Track down each line below containing the string "SchemaService" and copy it.
**** Extracted entries
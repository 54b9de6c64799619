//! Engine facade.
//!
//! [`Engine`] wires one shared [`SqliteStore`] into the five services and
//! hands out references to them. It is the crate's intended entry point;
//! the services stay individually constructible for callers that bring
//! their own backends.

use std::sync::Arc;

use crate::Result;
use crate::config::EngineConfig;
use crate::storage::SqliteStore;

use super::{LinkService, PermissionService, RecordService, SchemaService, SearchService};

/// One engine over one database: every service, sharing one store.
///
/// # Example
///
/// ```rust,ignore
/// use tabula::{Engine, EngineConfig, FieldSpec, FieldType, UserId};
///
/// let engine = Engine::open(&EngineConfig::at_path("data/tabula.db"))?;
///
/// let invoice = engine.schema().create_model("Invoice", "Billing documents", UserId::new())?;
/// engine.schema().add_field(
///     invoice.id,
///     &FieldSpec::new("number", FieldType::SingleLineText).required(),
/// )?;
/// ```
pub struct Engine {
    schema: SchemaService,
    records: RecordService,
    links: LinkService,
    permissions: PermissionService,
    search: SearchService,
}

impl Engine {
    /// Opens an engine as described by the config.
    ///
    /// # Errors
    ///
    /// Returns an error if the database cannot be opened or its catalog
    /// initialized.
    pub fn open(config: &EngineConfig) -> Result<Self> {
        Ok(Self::with_store(Arc::new(SqliteStore::open(config)?)))
    }

    /// Opens an engine on a private in-memory database, mainly for tests.
    ///
    /// # Errors
    ///
    /// Returns an error if the database cannot be initialized.
    pub fn in_memory() -> Result<Self> {
        Self::open(&EngineConfig::in_memory())
    }

    /// Builds an engine over an existing store.
    #[must_use]
    pub fn with_store(store: Arc<SqliteStore>) -> Self {
        Self {
            schema: SchemaService::new(store.clone()),
            records: RecordService::new(store.clone()),
            links: LinkService::new(store.clone()),
            permissions: PermissionService::new(store.clone()),
            search: SearchService::new(store),
        }
    }

    /// The model and field management service.
    #[must_use]
    pub const fn schema(&self) -> &SchemaService {
        &self.schema
    }

    /// The record storage service.
    #[must_use]
    pub const fn records(&self) -> &RecordService {
        &self.records
    }

    /// The record linking service.
    #[must_use]
    pub const fn links(&self) -> &LinkService {
        &self.links
    }

    /// The permission gate.
    #[must_use]
    pub const fn permissions(&self) -> &PermissionService {
        &self.permissions
    }

    /// The record search service.
    #[must_use]
    pub const fn search(&self) -> &SearchService {
        &self.search
    }
}

#[cfg(test)]
mod tests {
    use super::*;
    use serde_json::{Map as JsonMap, Value as JsonValue, json};

    use crate::models::{FieldSpec, FieldType, FieldValue, RecordQuery, UserId};

    fn payload(value: JsonValue) -> JsonMap<String, JsonValue> {
        value.as_object().cloned().unwrap_or_default()
    }

    #[test]
    fn test_services_share_one_store() {
        let engine = Engine::in_memory().unwrap();

        let invoice = engine
            .schema()
            .create_model("Invoice", "", UserId::new())
            .unwrap();
        engine
            .schema()
            .add_field(
                invoice.id,
                &FieldSpec::new("number", FieldType::SingleLineText).required(),
            )
            .unwrap();

        let record_id = engine
            .records()
            .create_record(invoice.id, &payload(json!({ "number": "INV-1" })))
            .unwrap();
        let record = engine.records().get_record(invoice.id, record_id).unwrap();
        assert_eq!(record.values["number"], FieldValue::Text("INV-1".into()));

        let page = engine.search().search(invoice.id, &RecordQuery::new()).unwrap();
        assert_eq!(page.total, 1);
    }

    #[test]
    fn test_open_on_disk() {
        let dir = tempfile::TempDir::new().unwrap();
        let config = EngineConfig::at_path(dir.path().join("engine.db"));

        let engine = Engine::open(&config).unwrap();
        engine
            .schema()
            .create_model("Invoice", "", UserId::new())
            .unwrap();
        assert_eq!(engine.schema().list_models().unwrap().len(), 1);
    }
}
********
● **Written response**:
use super::{LinkService, PermissionService, RecordService, SchemaService, SearchService};
    schema: SchemaService,
            schema: SchemaService::new(store.clone()),
    pub const fn schema(&self) -> &SchemaService {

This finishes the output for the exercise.